Please find all lines containing "checked" in the listing below and copy them.

────────────────

//! The six checkout step executors.
//!
//! Each step appends a STARTED entry, performs its action against one
//! collaborator, then appends a COMPLETED or FAILED entry. Step *n+1* never
//! starts before step *n*'s COMPLETED entry is durably recorded.

use common::{SagaId, UserId};
use domain::{Cart, PurchaseRecord, PurchaseToken};

use crate::checkout::{
    STEP_CHECK_AVAILABILITY, STEP_CHECK_OWNERSHIP, STEP_CLEAR_CART, STEP_CREATE_PURCHASES,
    STEP_FETCH_CART, STEP_PROCESS_PAYMENT,
};
use crate::error::{BusinessError, StepError};
use crate::orchestrator::CheckoutOrchestrator;
use crate::record::StepRecord;
use crate::services::cart::CartProvider;
use crate::services::catalog::CatalogChecker;
use crate::services::ownership::OwnershipChecker;
use crate::services::payment::PaymentGateway;
use crate::services::purchases::PurchaseStore;
use crate::store::SagaStore;

impl<C, K, O, P, R, S> CheckoutOrchestrator<C, K, O, P, R, S>
where
    C: CartProvider,
    K: CatalogChecker,
    O: OwnershipChecker,
    P: PaymentGateway,
    R: PurchaseStore,
    S: SagaStore,
{
    /// Executes the step sequence strictly in order.
    pub(crate) async fn run_steps(
        &self,
        saga_id: SagaId,
        user_id: &UserId,
    ) -> Result<Vec<PurchaseRecord>, StepError> {
        let cart = self.fetch_cart(saga_id, user_id).await?;
        self.check_ownership(saga_id, user_id, &cart).await?;
        self.check_availability(saga_id, &cart).await?;
        self.process_payment(saga_id, user_id, &cart).await?;
        let purchased = self.create_purchases(saga_id, user_id, &cart).await?;
        self.clear_cart(saga_id, user_id).await?;
        Ok(purchased)
    }

    /// Step 1: load the cart. An absent or empty cart is a business
    /// rejection.
    async fn fetch_cart(&self, saga_id: SagaId, user_id: &UserId) -> Result<Cart, StepError> {
        self.sagas
            .append_step(saga_id, StepRecord::started(STEP_FETCH_CART))
            .await?;

        let cart = match self.carts.get_cart(user_id).await {
            Ok(cart) => cart,
            Err(e) => return Err(self.step_failed(saga_id, STEP_FETCH_CART, e.into()).await),
        };

        match cart {
            Some(cart) if !cart.is_empty() => {
                self.sagas
                    .append_step(
                        saga_id,
                        StepRecord::completed(STEP_FETCH_CART).with_metadata(serde_json::json!({
                            "items": cart.items.len(),
                            "total_cents": cart.total().cents(),
                        })),
                    )
                    .await?;
                Ok(cart)
            }
            _ => Err(self
                .step_failed(saga_id, STEP_FETCH_CART, BusinessError::CartEmpty.into())
                .await),
        }
    }

    /// Step 2: reject the checkout if the user already owns any tour in
    /// the cart, naming the first conflict in cart order.
    async fn check_ownership(
        &self,
        saga_id: SagaId,
        user_id: &UserId,
        cart: &Cart,
    ) -> Result<(), StepError> {
        self.sagas
            .append_step(saga_id, StepRecord::started(STEP_CHECK_OWNERSHIP))
            .await?;

        let tour_ids = cart.tour_ids();
        let owned = match self.ownership.find_owned(user_id, &tour_ids).await {
            Ok(owned) => owned,
            Err(e) => return Err(self.step_failed(saga_id, STEP_CHECK_OWNERSHIP, e.into()).await),
        };

        if let Some(conflict) = tour_ids.iter().find(|id| owned.contains(id)) {
            let err = BusinessError::DuplicatePurchase {
                tour_id: conflict.clone(),
            };
            return Err(self
                .step_failed(saga_id, STEP_CHECK_OWNERSHIP, err.into())
                .await);
        }

        self.sagas
            .append_step(
                saga_id,
                StepRecord::completed(STEP_CHECK_OWNERSHIP)
                    .with_metadata(serde_json::json!({ "checked": tour_ids.len() })),
            )
            .await?;
        Ok(())
    }

    /// Step 3: verify every tour exists and is purchasable. All-or-nothing:
    /// the first unavailable item aborts the saga before any token exists.
    async fn check_availability(&self, saga_id: SagaId, cart: &Cart) -> Result<(), StepError> {
        self.sagas
            .append_step(saga_id, StepRecord::started(STEP_CHECK_AVAILABILITY))
            .await?;

        for item in &cart.items {
            let status = match self.catalog.tour_status(&item.tour_id).await {
                Ok(status) => status,
                Err(e) => {
                    return Err(self
                        .step_failed(saga_id, STEP_CHECK_AVAILABILITY, e.into())
                        .await);
                }
            };

            let err = match status {
                None => BusinessError::TourNotFound {
                    tour_id: item.tour_id.clone(),
                },
                Some(status) if !status.is_purchasable() => BusinessError::TourUnavailable {
                    tour_id: item.tour_id.clone(),
                    status: status.as_str().to_string(),
                },
                Some(_) => continue,
            };
            return Err(self
                .step_failed(saga_id, STEP_CHECK_AVAILABILITY, err.into())
                .await);
        }

        self.sagas
            .append_step(
                saga_id,
                StepRecord::completed(STEP_CHECK_AVAILABILITY)
                    .with_metadata(serde_json::json!({ "checked": cart.items.len() })),
            )
            .await?;
        Ok(())
    }

    /// Step 4: charge the cart total. The amount is recorded on the saga
    /// before the charge, and `payment_processed` is set immediately after
    /// the gateway accepts, so compensation knows whether to refund.
    async fn process_payment(
        &self,
        saga_id: SagaId,
        user_id: &UserId,
        cart: &Cart,
    ) -> Result<(), StepError> {
        self.sagas
            .append_step(saga_id, StepRecord::started(STEP_PROCESS_PAYMENT))
            .await?;

        let amount = cart.total();
        self.sagas.record_payment_amount(saga_id, amount).await?;

        match self.payment.charge(user_id, amount).await {
            Ok(true) => {}
            Ok(false) => {
                let err = BusinessError::PaymentDeclined { amount };
                return Err(self
                    .step_failed(saga_id, STEP_PROCESS_PAYMENT, err.into())
                    .await);
            }
            Err(e) => {
                return Err(self.step_failed(saga_id, STEP_PROCESS_PAYMENT, e.into()).await);
            }
        }

        self.sagas.mark_payment_processed(saga_id).await?;
        self.sagas
            .append_step(
                saga_id,
                StepRecord::completed(STEP_PROCESS_PAYMENT)
                    .with_metadata(serde_json::json!({ "amount_cents": amount.cents() })),
            )
            .await?;
        Ok(())
    }

    /// Step 5: create the token/purchase pair for every cart item.
    ///
    /// Each pair is recorded on the saga before the writes, so compensation
    /// can find it even if one of the two writes fails mid-pair.
    async fn create_purchases(
        &self,
        saga_id: SagaId,
        user_id: &UserId,
        cart: &Cart,
    ) -> Result<Vec<PurchaseRecord>, StepError> {
        self.sagas
            .append_step(saga_id, StepRecord::started(STEP_CREATE_PURCHASES))
            .await?;

        let mut purchased = Vec::with_capacity(cart.items.len());
        for item in &cart.items {
            let token = PurchaseToken::issue(user_id.clone(), item.tour_id.clone());
            let record = PurchaseRecord::for_token(&token);

            self.sagas
                .record_purchase(saga_id, item.tour_id.clone(), token.token.clone())
                .await?;
            if let Err(e) = self.purchases.insert_token(token).await {
                return Err(self
                    .step_failed(saga_id, STEP_CREATE_PURCHASES, e.into())
                    .await);
            }
            if let Err(e) = self.purchases.insert_purchase(record.clone()).await {
                return Err(self
                    .step_failed(saga_id, STEP_CREATE_PURCHASES, e.into())
                    .await);
            }
            purchased.push(record);
        }

        self.sagas
            .append_step(
                saga_id,
                StepRecord::completed(STEP_CREATE_PURCHASES)
                    .with_metadata(serde_json::json!({ "created": purchased.len() })),
            )
            .await?;
        Ok(purchased)
    }

    /// Step 6: clear the cart. Irreversible, therefore always last —
    /// nothing can fail downstream of it, so it is never compensated.
    async fn clear_cart(&self, saga_id: SagaId, user_id: &UserId) -> Result<(), StepError> {
        self.sagas
            .append_step(saga_id, StepRecord::started(STEP_CLEAR_CART))
            .await?;

        if let Err(e) = self.carts.clear_cart(user_id).await {
            return Err(self.step_failed(saga_id, STEP_CLEAR_CART, e.into()).await);
        }

        self.sagas
            .append_step(saga_id, StepRecord::completed(STEP_CLEAR_CART))
            .await?;
        Ok(())
    }

    /// Appends a FAILED entry for the step and hands the error back.
    /// Recording must not mask the original failure, so a store error here
    /// is only logged.
    async fn step_failed(&self, saga_id: SagaId, step: &str, err: StepError) -> StepError {
        let record = StepRecord::failed(step, err.to_string());
        if let Err(store_err) = self.sagas.append_step(saga_id, record).await {
            tracing::error!(%saga_id, step, error = %store_err, "failed to record step failure");
        }
        err
    }
}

────────────────

▸ **TASK SOLUTION**
                    .with_metadata(serde_json::json!({ "checked": tour_ids.len() })),
                    .with_metadata(serde_json::json!({ "checked": cart.items.len() })),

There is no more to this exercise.